Instructions for the task :: Keeping each line exactly as it is, output all of the records.
++++ Provided material ++++
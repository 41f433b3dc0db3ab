use std::collections::HashMap;

/// HTTP status codes produced by the server.
///
/// - `Ok` (200): file found under the served root and returned
/// - `Found` (302): file held by a peer server, redirect issued
/// - `BadRequest` (400): malformed request, connection will be closed
/// - `NotFound` (404): file held neither locally nor by a peer
/// - `NotImplemented` (501): method other than GET/HEAD
#[derive(Debug, Clone, Copy, PartialEq, Eq)]
pub enum StatusCode {
    /// 200
    Ok,
    /// 302
    Found,
    /// 400
    BadRequest,
    /// 404
    NotFound,
    /// 501
    NotImplemented,
}

impl StatusCode {
    /// Returns the numeric HTTP status code.
    pub fn as_u16(&self) -> u16 {
        match self {
            StatusCode::Ok => 200,
            StatusCode::Found => 302,
            StatusCode::BadRequest => 400,
            StatusCode::NotFound => 404,
            StatusCode::NotImplemented => 501,
        }
    }

    /// Returns the reason phrase emitted on the status line.
    pub fn reason_phrase(&self) -> &'static str {
        match self {
            StatusCode::Ok => "File has been located.",
            StatusCode::Found => "File has been located on correlated server.",
            StatusCode::BadRequest => "Wrong query.",
            StatusCode::NotFound => "Failed to locate file.",
            StatusCode::NotImplemented => "This method is not accepted.",
        }
    }
}

/// Represents a complete HTTP response ready to be sent to a client.
#[derive(Debug)]
pub struct Response {
    /// The HTTP status code
    pub status: StatusCode,
    /// HTTP headers as key-value pairs
    pub headers: HashMap<String, String>,
    /// Response body as bytes
    pub body: Vec<u8>,
}

/// Builder for constructing HTTP responses in a fluent style.
///
/// `Content-Length` is never added implicitly: bodiless responses carry no
/// headers beyond the ones set here, and a HEAD response states the length
/// of a body it does not send. Callers that attach a body set the header
/// themselves.
pub struct ResponseBuilder {
    status: StatusCode,
    headers: HashMap<String, String>,
    body: Vec<u8>,
}

impl ResponseBuilder {
    /// Creates a new response builder with the specified status code.
    pub fn new(status: StatusCode) -> Self {
        Self {
            status,
            headers: HashMap::new(),
            body: Vec::new(),
        }
    }

    /// Adds or replaces a header.
    pub fn header(mut self, key: impl Into<String>, value: impl Into<String>) -> Self {
        self.headers.insert(key.into(), value.into());
        self
    }

    /// Sets the response body.
    pub fn body(mut self, body: Vec<u8>) -> Self {
        self.body = body;
        self
    }

    /// Builds the final Response.
    pub fn build(self) -> Response {
        Response {
            status: self.status,
            headers: self.headers,
            body: self.body,
        }
    }
}

impl Response {
    /// Creates the 400 response. It always announces the connection closure
    /// that follows it.
    pub fn bad_request() -> Self {
        ResponseBuilder::new(StatusCode::BadRequest)
            .header("Connection", "close")
            .build()
    }

    /// Creates the bare 404 response.
    pub fn not_found() -> Self {
        ResponseBuilder::new(StatusCode::NotFound).build()
    }

    /// Creates the 501 response for methods the server does not implement.
    pub fn not_implemented() -> Self {
        ResponseBuilder::new(StatusCode::NotImplemented).build()
    }

    /// Creates a 302 response pointing at a peer server.
    pub fn redirect(location: impl Into<String>) -> Self {
        ResponseBuilder::new(StatusCode::Found)
            .header("Location", location)
            .build()
    }
}
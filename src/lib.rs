//! Waypoint - Static File Origin Server
//!
//! Core library for HTTP handling, file serving and peer redirects.

pub mod config;
pub mod http;
pub mod route;
pub mod server;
++++
Exercise result ::
repository 41f433b3dc0db3ab
use std::collections::HashMap;

/// HTTP status codes produced by the server.
///
/// - `Ok` (200): file found under the served root and returned
/// - `Found` (302): file held by a peer server, redirect issued
/// - `BadRequest` (400): malformed request, connection will be closed
/// - `NotFound` (404): file held neither locally nor by a peer
/// - `NotImplemented` (501): method other than GET/HEAD
#[derive(Debug, Clone, Copy, PartialEq, Eq)]
pub enum StatusCode {
    /// 200
    Ok,
    /// 302
    Found,
    /// 400
    BadRequest,
    /// 404
    NotFound,
    /// 501
    NotImplemented,
}

impl StatusCode {
    /// Returns the numeric HTTP status code.
    pub fn as_u16(&self) -> u16 {
        match self {
            StatusCode::Ok => 200,
            StatusCode::Found => 302,
            StatusCode::BadRequest => 400,
            StatusCode::NotFound => 404,
            StatusCode::NotImplemented => 501,
        }
    }

    /// Returns the reason phrase emitted on the status line.
    pub fn reason_phrase(&self) -> &'static str {
        match self {
            StatusCode::Ok => "File has been located.",
            StatusCode::Found => "File has been located on correlated server.",
            StatusCode::BadRequest => "Wrong query.",
            StatusCode::NotFound => "Failed to locate file.",
            StatusCode::NotImplemented => "This method is not accepted.",
        }
    }
}

/// Represents a complete HTTP response ready to be sent to a client.
#[derive(Debug)]
pub struct Response {
    /// The HTTP status code
    pub status: StatusCode,
    /// HTTP headers as key-value pairs
    pub headers: HashMap<String, String>,
    /// Response body as bytes
    pub body: Vec<u8>,
}

/// Builder for constructing HTTP responses in a fluent style.
///
/// `Content-Length` is never added implicitly: bodiless responses carry no
/// headers beyond the ones set here, and a HEAD response states the length
/// of a body it does not send. Callers that attach a body set the header
/// themselves.
pub struct ResponseBuilder {
    status: StatusCode,
    headers: HashMap<String, String>,
    body: Vec<u8>,
}

impl ResponseBuilder {
    /// Creates a new response builder with the specified status code.
    pub fn new(status: StatusCode) -> Self {
        Self {
            status,
            headers: HashMap::new(),
            body: Vec::new(),
        }
    }

    /// Adds or replaces a header.
    pub fn header(mut self, key: impl Into<String>, value: impl Into<String>) -> Self {
        self.headers.insert(key.into(), value.into());
        self
    }

    /// Sets the response body.
    pub fn body(mut self, body: Vec<u8>) -> Self {
        self.body = body;
        self
    }

    /// Builds the final Response.
    pub fn build(self) -> Response {
        Response {
            status: self.status,
            headers: self.headers,
            body: self.body,
        }
    }
}

impl Response {
    /// Creates the 400 response. It always announces the connection closure
    /// that follows it.
    pub fn bad_request() -> Self {
        ResponseBuilder::new(StatusCode::BadRequest)
            .header("Connection", "close")
            .build()
    }

    /// Creates the bare 404 response.
    pub fn not_found() -> Self {
        ResponseBuilder::new(StatusCode::NotFound).build()
    }

    /// Creates the 501 response for methods the server does not implement.
    pub fn not_implemented() -> Self {
        ResponseBuilder::new(StatusCode::NotImplemented).build()
    }

    /// Creates a 302 response pointing at a peer server.
    pub fn redirect(location: impl Into<String>) -> Self {
        ResponseBuilder::new(StatusCode::Found)
            .header("Location", location)
            .build()
    }
}
filename src/lib.rs
//! Waypoint - Static File Origin Server
//!
//! Core library for HTTP handling, file serving and peer redirects.

pub mod config;
pub mod http;
pub mod route;
pub mod server;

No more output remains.